But we already know that Aristotle was wrong about everything.  

More recently, the Indian economist Amartya Sen has said of someone who is merely shrewd in getting what he wants that he is a “rational fool” and as much a victim of repression as the enslaved.

Not even Sen said anything so stupid. He merely said that a narrow view of utility theory (which nobody actually held) such that it depended solely on what was consumed by the agent for his own physical needs or personal pleasure would lead us to predict foolish behavior. He never mentioned repression or slavery. 

A slave can be bought and sold though no doubt a shrewd slave will be able to get a good master. That slave may be more affluent than a free citizen. He may oppress the citizen in various ways. But a slave he remains.  

For years I have been examining what it takes to turn liberty into real freedom.

Those years were wasted. The answer would have been the same as if he had examined what it takes to turn freedom into true liberty, or happiness into true joy, or cats into true felines.  

In my research I have hunted for the secret of “good government”.

There is none. There are canons of taxations and canons of justice and canons of administration and so forth. However, whether or not a government is good depends on the fitness landscape.  

Democratic governments protect the freedoms of citizens,

Not necessarily. A democratic government can fuck up a lot of its citizens- if that is what the majority of voters want.  

but what kind of freedom should democracy advance?

Whatever the majority of voters want unless this leads to a war which the democracy is bound to lose or some other such predictable catastrophe. 

As a government servant (in the Norwegian Ministry of Justice) I know that governments seriously restrict liberties. How to square that with democracy’s duty to protect freedom?

A democracy may choose such a duty, or claim to have done so. But no such duty arises in any other manner than by its own free choice.  

I have tried to answer this question by unpacking the insight that people who demand liberty to indulge unexamined impulses are slaves.

No! They are purple pussycats which form unconscionable connections of a deeply repugnant sexual kind with plutocratic penguins! The fact is most slaves were not subject to 'unexamined impulses'. They cost money and could be sold for money. They were used in an economical fashion. You might subject a free citizen to your unexamined impulses, if you thought you could get away with it. But if you kept sodomizing your slaves and chopping off their noses, you would be lowering the value of your own estate.  

I have tried to put the flesh of real freedom on to the skeleton of liberty.

Said in a Norwegian accent, a statement of that sort would scare anybody shitless.  

For me this is a practical concern more than an abstract philosophical one.

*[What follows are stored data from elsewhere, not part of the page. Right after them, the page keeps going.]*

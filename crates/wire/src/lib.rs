// SPDX-License-Identifier: BUSL-1.1
// Copyright (c) 2026 Alfred Jean LLC

//! IPC protocol for the control-plane socket, plus the JSON-lines event
//! wire format shared by log streaming, the live-broadcast hub, and
//! durable persistence.
//!
//! Wire framing for the control socket: a 4-byte big-endian length prefix
//! followed by a JSON payload. `WatchJob` is the one streaming operation --
//! the daemon writes a sequence of framed [`Response`] messages without
//! waiting for further requests, terminated by [`Response::JobTerminal`]
//! or connection close.

// Allow panic!/unwrap/expect in test code
#![cfg_attr(test, allow(clippy::panic))]
#![cfg_attr(test, allow(clippy::unwrap_used))]
#![cfg_attr(test, allow(clippy::expect_used))]

pub mod error;
pub mod event_line;
pub mod framing;
pub mod request;
pub mod response;

pub use error::{ProtocolError, ProtocolResult};
pub use event_line::EventLine;
pub use framing::{read_message, write_message};
pub use request::Request;
pub use response::{HealthPayload, JobDetailPayload, JobSummaryPayload, Response, UnitSummaryPayload};
// SPDX-License-Identifier: BUSL-1.1
// Copyright (c) 2026 Alfred Jean LLC

//! Responses to every [`crate::Request`] variant, including the framed
//! message sequence `WatchJob` streams until [`Response::JobTerminal`] or
//! connection close.

use serde::{Deserialize, Serialize};
use warden_core::event::Event;
use warden_core::run::{RunId, RunStatus};
use warden_core::unit::{UnitId, UnitStatus};

/// UI-shaped summary of one run, as returned by `ListJobs`.
#[derive(Debug, Clone, Serialize, Deserialize)]
pub struct JobSummaryPayload {
    pub run_id: RunId,
    pub status: RunStatus,
    pub workspace_root: String,
    pub target_branch: String,
    pub units_total: u32,
    pub units_complete: u32,
}

/// UI-shaped summary of one unit, nested in [`JobDetailPayload`].
#[derive(Debug, Clone, Serialize, Deserialize)]
pub struct UnitSummaryPayload {
    pub unit_id: UnitId,
    pub status: UnitStatus,
    pub branch: Option<String>,
    pub error: Option<String>,
}

/// Full detail of one run, as returned by `GetJobStatus`.
#[derive(Debug, Clone, Serialize, Deserialize)]
pub struct JobDetailPayload {
    pub run_id: RunId,
    pub status: RunStatus,
    pub workspace_root: String,
    pub target_branch: String,
    pub units: Vec<UnitSummaryPayload>,
    pub error: Option<String>,
}

/// Daemon health/version payload, as returned by `Health`.
#[derive(Debug, Clone, Serialize, Deserialize)]
pub struct HealthPayload {
    pub version: String,
    pub active_jobs: u32,
    pub uptime_secs: u64,
}

#[derive(Debug, Clone, Serialize, Deserialize)]
#[serde(tag = "op", rename_all = "snake_case")]
pub enum Response {
    Pong,
    Hello { server_version: String },

    JobStarted { run_id: RunId },
    JobStopped { run_id: RunId },
    JobStatus { detail: JobDetailPayload },
    JobList { jobs: Vec<JobSummaryPayload> },

    /// One event delivered while watching a job. Streamed repeatedly for
    /// `WatchJob`; terminated by [`Response::JobTerminal`].
    JobEvent { event: Event },

    /// Sent once a watched run reaches a terminal status, then the
    /// connection is closed from the daemon side.
    JobTerminal { run_id: RunId, status: RunStatus },

    Health { health: HealthPayload },
    ShuttingDown,

    /// A request could not be fulfilled; `message` is the operator-facing
    /// description (the underlying typed error is logged server-side).
    Error { message: String },
}

#[cfg(test)]
#[path = "response_tests.rs"]
mod tests;
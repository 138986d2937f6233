// SPDX-License-Identifier: BUSL-1.1
// Copyright (c) 2026 Alfred Jean LLC

//! `wardend`: the orchestrator daemon binary.
//!
//! Typically started by `warden-cli` against a workspace root and left
//! running in the background; it listens on a Unix socket for commands
//! and should not normally be invoked by hand.

use std::path::PathBuf;

fn main() {
    let args: Vec<String> = std::env::args().skip(1).collect();
    let (workspace_root, config_path) = match parse_args(&args) {
        ArgsOutcome::Run { workspace_root, config_path } => (workspace_root, config_path),
        ArgsOutcome::PrintAndExit(message) => {
            println!("{message}");
            std::process::exit(0);
        }
        ArgsOutcome::Error(message) => {
            eprintln!("{message}");
            std::process::exit(1);
        }
    };

    let runtime = match tokio::runtime::Runtime::new() {
        Ok(runtime) => runtime,
        Err(err) => {
            eprintln!("error: failed to start the async runtime: {err}");
            std::process::exit(1);
        }
    };

    runtime.block_on(async move {
        let log_path = warden_daemon::config::DaemonPaths::resolve(&workspace_root, &warden_core::config::WardenConfig::default())
            .log_path;
        let _log_guard = setup_logging(&log_path);

        tracing::info!(workspace_root = %workspace_root.display(), "starting wardend");

        if let Err(err) = warden_daemon::run(workspace_root, config_path).await {
            tracing::error!(error = %err, "wardend exiting");
            eprintln!("error: {err}");
            std::process::exit(err.exit_code());
        }
    });
}

enum ArgsOutcome {
    Run { workspace_root: PathBuf, config_path: Option<PathBuf> },
    PrintAndExit(String),
    Error(String),
}

fn parse_args(args: &[String]) -> ArgsOutcome {
    let mut workspace_root: Option<PathBuf> = None;
    let mut config_path: Option<PathBuf> = None;

    let mut iter = args.iter();
    while let Some(arg) = iter.next() {
        match arg.as_str() {
            "--version" | "-V" => return ArgsOutcome::PrintAndExit(format!("wardend {}", env!("CARGO_PKG_VERSION"))),
            "--help" | "-h" => {
                return ArgsOutcome::PrintAndExit(
                    "wardend [--config <path>] [<workspace-root>]\n\n\
                     Runs the orchestrator daemon against <workspace-root> (default: the \
                     current directory), listening on its Unix control socket until asked \
                     to stop.\n\n\
                     OPTIONS:\n    \
                     --config <path>   Load a warden.toml from <path> instead of using defaults\n    \
                     -h, --help        Print help information\n    \
                     -V, --version     Print version information"
                        .to_string(),
                )
            }
            "--config" => match iter.next() {
                Some(path) => config_path = Some(PathBuf::from(path)),
                None => return ArgsOutcome::Error("error: --config requires a path argument".to_string()),
            },
            other if other.starts_with('-') => return ArgsOutcome::Error(format!("error: unrecognized flag '{other}'")),
            other => workspace_root = Some(PathBuf::from(other)),
        }
    }

    let workspace_root = workspace_root.unwrap_or_else(|| std::env::current_dir().unwrap_or_else(|_| PathBuf::from(".")));
    ArgsOutcome::Run { workspace_root, config_path }
}

fn setup_logging(log_path: &std::path::Path) -> Option<tracing_appender::non_blocking::WorkerGuard> {
    use tracing_subscriber::{fmt, prelude::*, EnvFilter};

    let parent = log_path.parent()?;
    std::fs::create_dir_all(parent).ok()?;
    let file_name = log_path.file_name()?;

    let file_appender = tracing_appender::rolling::never(parent, file_name);
    let (non_blocking, guard) = tracing_appender::non_blocking(file_appender);
    let filter = EnvFilter::try_from_default_env().unwrap_or_else(|_| EnvFilter::new("info"));

    tracing_subscriber::registry().with(filter).with(fmt::layer().with_writer(non_blocking)).init();
    Some(guard)
}
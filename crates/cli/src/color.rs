// SPDX-License-Identifier: BUSL-1.1
// Copyright (c) 2026 Alfred Jean LLC

use clap::builder::styling::{Ansi256Color, Color, Style, Styles};
use std::io::IsTerminal;

mod codes {
    /// Section headers: pastel cyan / steel blue.
    pub const HEADER: u8 = 74;
    /// Commands and literals: light grey.
    pub const LITERAL: u8 = 250;
    /// Descriptions and context: medium grey.
    pub const CONTEXT: u8 = 245;
}

/// Determine if color output should be enabled.
///
/// Priority: `NO_COLOR=1` disables -> `COLOR=1` forces -> TTY check.
pub fn should_colorize() -> bool {
    if std::env::var("NO_COLOR").is_ok_and(|v| v == "1") {
        return false;
    }
    if std::env::var("COLOR").is_ok_and(|v| v == "1") {
        return true;
    }
    std::io::stdout().is_terminal()
}

/// Build clap `Styles` using the project palette.
pub fn styles() -> Styles {
    if !should_colorize() {
        return Styles::plain();
    }
    Styles::styled()
        .header(Style::new().fg_color(Some(Color::Ansi256(Ansi256Color(codes::HEADER)))))
        .literal(Style::new().fg_color(Some(Color::Ansi256(Ansi256Color(codes::LITERAL)))))
        .placeholder(Style::new().fg_color(Some(Color::Ansi256(Ansi256Color(codes::CONTEXT)))))
}
// SPDX-License-Identifier: BUSL-1.1
// Copyright (c) 2026 Alfred Jean LLC

//! Effects the worker and scheduler need performed by the outside world.
//!
//! Every side-effecting step of the inner loop is modeled as a value here
//! rather than called directly, so the worker's decision logic stays a pure
//! function of state and can be exercised without a real subprocess, git
//! checkout, or forge. An executor in `warden-adapters` interprets these
//! against the real `Provider`/`Runner` capabilities and turns the outcome
//! back into events.

use crate::event::Event;
use crate::task::TaskOrdinal;
use crate::unit::UnitId;
use serde::{Deserialize, Serialize};
use std::path::PathBuf;
use std::time::Duration;

/// Side effects the runtime executes on the worker's behalf.
#[derive(Debug, Clone, PartialEq, Serialize, Deserialize)]
pub enum Effect {
    /// Emit an event into the job's event bus.
    Emit { event: Event },

    /// Create the unit's isolated workspace: a worktree checked out onto a
    /// fresh branch (or an existing one, if resuming).
    CreateWorkspace {
        unit: UnitId,
        workspace_path: PathBuf,
        repo_root: PathBuf,
        branch: String,
        start_point: String,
    },

    /// Remove a unit's isolated workspace on success.
    RemoveWorkspace { unit: UnitId, workspace_path: PathBuf },

    /// Invoke the external coding agent with a prompt presenting the ready
    /// tasks of a unit.
    InvokeProvider {
        unit: UnitId,
        prompt: String,
        workdir: PathBuf,
        #[serde(with = "duration_millis")]
        timeout: Duration,
    },

    /// Re-parse a task's spec file on disk to check whether its status
    /// marker has flipped to complete.
    CheckTaskSpecMarker { unit: UnitId, task: TaskOrdinal, spec_file: PathBuf },

    /// Run a task's backpressure command in the unit's workspace.
    RunBackpressure {
        unit: UnitId,
        task: TaskOrdinal,
        command: String,
        workdir: PathBuf,
        #[serde(with = "duration_millis")]
        timeout: Duration,
    },

    /// Stage and commit all changes in the workspace.
    Commit { unit: UnitId, workdir: PathBuf, message: String },

    /// Run the unit's configured baseline checks (format/lint/typecheck).
    RunBaselineChecks { unit: UnitId, workdir: PathBuf, commands: Vec<String> },

    /// Push the unit's branch to the remote.
    Push { unit: UnitId, workdir: PathBuf, branch: String },

    /// Open a pull request for the unit's branch against the run's target
    /// branch.
    OpenPullRequest { unit: UnitId, branch: String, target_branch: String, title: String, body: String },

    /// Rebase the unit's branch onto the current target branch.
    RebaseOntoTarget { unit: UnitId, workdir: PathBuf, target_branch: String },

    /// Merge an approved pull request.
    MergePullRequest { unit: UnitId, pr: u64 },

    /// Merge a unit's branch onto the run's target branch directly (Open
    /// Question 3's `MergePolicy::Local` path), bypassing the forge
    /// entirely.
    MergeLocal { unit: UnitId, workdir: PathBuf, unit_branch: String, target_branch: String },

    /// Check whether a rebase is still in progress in the unit's workspace,
    /// after handing a conflict to the agent to resolve.
    RebaseInProgress { unit: UnitId, workdir: PathBuf },

    /// Abort an in-progress rebase, restoring the branch to its pre-rebase
    /// tip -- the worker's last resort once conflict-resolution retries are
    /// exhausted.
    AbortRebase { unit: UnitId, workdir: PathBuf },

    /// Escalate a persistent failure through the configured Escalator.
    Escalate { unit: UnitId, task: Option<TaskOrdinal>, severity: EscalationSeverity, message: String },
}

/// Severity attached to an escalation, driving which Escalator backends
/// fire.
#[derive(Debug, Clone, Copy, PartialEq, Eq, Serialize, Deserialize)]
#[serde(rename_all = "snake_case")]
pub enum EscalationSeverity {
    Advisory,
    Blocking,
}

crate::simple_display! {
    EscalationSeverity {
        Advisory => "advisory",
        Blocking => "blocking",
    }
}

impl Effect {
    /// Effect name for log spans (e.g. "invoke_provider", "commit").
    pub fn name(&self) -> &'static str {
        match self {
            Effect::Emit { .. } => "emit",
            Effect::CreateWorkspace { .. } => "create_workspace",
            Effect::RemoveWorkspace { .. } => "remove_workspace",
            Effect::InvokeProvider { .. } => "invoke_provider",
            Effect::CheckTaskSpecMarker { .. } => "check_task_spec_marker",
            Effect::RunBackpressure { .. } => "run_backpressure",
            Effect::Commit { .. } => "commit",
            Effect::RunBaselineChecks { .. } => "run_baseline_checks",
            Effect::Push { .. } => "push",
            Effect::OpenPullRequest { .. } => "open_pull_request",
            Effect::RebaseOntoTarget { .. } => "rebase_onto_target",
            Effect::MergePullRequest { .. } => "merge_pull_request",
            Effect::MergeLocal { .. } => "merge_local",
            Effect::RebaseInProgress { .. } => "rebase_in_progress",
            Effect::AbortRebase { .. } => "abort_rebase",
            Effect::Escalate { .. } => "escalate",
        }
    }

    /// Key-value pairs for structured logging.
    pub fn fields(&self) -> Vec<(&'static str, String)> {
        match self {
            Effect::Emit { event } => vec![("event", event.log_summary())],
            Effect::CreateWorkspace { unit, workspace_path, branch, .. } => vec![
                ("unit", unit.to_string()),
                ("workspace_path", workspace_path.display().to_string()),
                ("branch", branch.clone()),
            ],
            Effect::RemoveWorkspace { unit, workspace_path } => vec![
                ("unit", unit.to_string()),
                ("workspace_path", workspace_path.display().to_string()),
            ],
            Effect::InvokeProvider { unit, workdir, .. } => {
                vec![("unit", unit.to_string()), ("workdir", workdir.display().to_string())]
            }
            Effect::CheckTaskSpecMarker { unit, task, .. } => {
                vec![("unit", unit.to_string()), ("task", task.to_string())]
            }
            Effect::RunBackpressure { unit, task, command, .. } => vec![
                ("unit", unit.to_string()),
                ("task", task.to_string()),
                ("command", command.clone()),
            ],
            Effect::Commit { unit, message, .. } => {
                vec![("unit", unit.to_string()), ("message", message.clone())]
            }
            Effect::RunBaselineChecks { unit, commands, .. } => {
                vec![("unit", unit.to_string()), ("commands", commands.join(" && "))]
            }
            Effect::Push { unit, branch, .. } => {
                vec![("unit", unit.to_string()), ("branch", branch.clone())]
            }
            Effect::OpenPullRequest { unit, branch, target_branch, .. } => vec![
                ("unit", unit.to_string()),
                ("branch", branch.clone()),
                ("target_branch", target_branch.clone()),
            ],
            Effect::RebaseOntoTarget { unit, target_branch, .. } => {
                vec![("unit", unit.to_string()), ("target_branch", target_branch.clone())]
            }
            Effect::MergePullRequest { unit, pr } => {
                vec![("unit", unit.to_string()), ("pr", pr.to_string())]
            }
            Effect::MergeLocal { unit, unit_branch, target_branch, .. } => vec![
                ("unit", unit.to_string()),
                ("unit_branch", unit_branch.clone()),
                ("target_branch", target_branch.clone()),
            ],
            Effect::RebaseInProgress { unit, .. } => vec![("unit", unit.to_string())],
            Effect::AbortRebase { unit, .. } => vec![("unit", unit.to_string())],
            Effect::Escalate { unit, severity, .. } => {
                vec![("unit", unit.to_string()), ("severity", severity.to_string())]
            }
        }
    }
}

/// Serde helper for `Duration` fields, represented on the wire as
/// milliseconds.
mod duration_millis {
    use super::Duration;
    use serde::{Deserialize, Deserializer, Serializer};

    pub fn serialize<S: Serializer>(d: &Duration, s: S) -> Result<S::Ok, S::Error> {
        s.serialize_u64(d.as_millis() as u64)
    }

    pub fn deserialize<'de, D: Deserializer<'de>>(d: D) -> Result<Duration, D::Error> {
        let millis = u64::deserialize(d)?;
        Ok(Duration::from_millis(millis))
    }
}

#[cfg(test)]
#[path = "effect_tests.rs"]
mod tests;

The good folks at the Norwegian Ministry of Justice are constantly flaying and filleting free people so as to uncover their skeleton. Then they try to put the flesh of true liberty onto those skeletons. They fail. Still, it keeps them happy. 

After liberty, the second condition of freedom is control, specifically the self-control that is required to avoid becoming a prisoner of one’s own immediate desires.

Norwegians need to avoid becoming the prisoner of their desire to immediately flay and fillet anybody they meet so as to get his skeleton on which they will then true to attach the flesh of true liberty. It takes a lot of self-control to stop Norwegians doing so- till they join the Ministry of Justice.  

While we have created the condition of liberty – if not for all for the majority – we have failed to understand the second condition of freedom: the need to develop self-control which might enable us to use our liberty to address our pressing problems: social fragmentation, global warming and inequality.

No doubt this involves a lot of flaying and filleting so skeletons can be assembled. 

We could even end world poverty!

No. We could pretend to end world poverty by defining very very poor people as above the poverty line. But who would we actually be fooling? If there are people giving beejays for very little money, poverty exists. If some people don't got enough scratch for beejays, they are poor.  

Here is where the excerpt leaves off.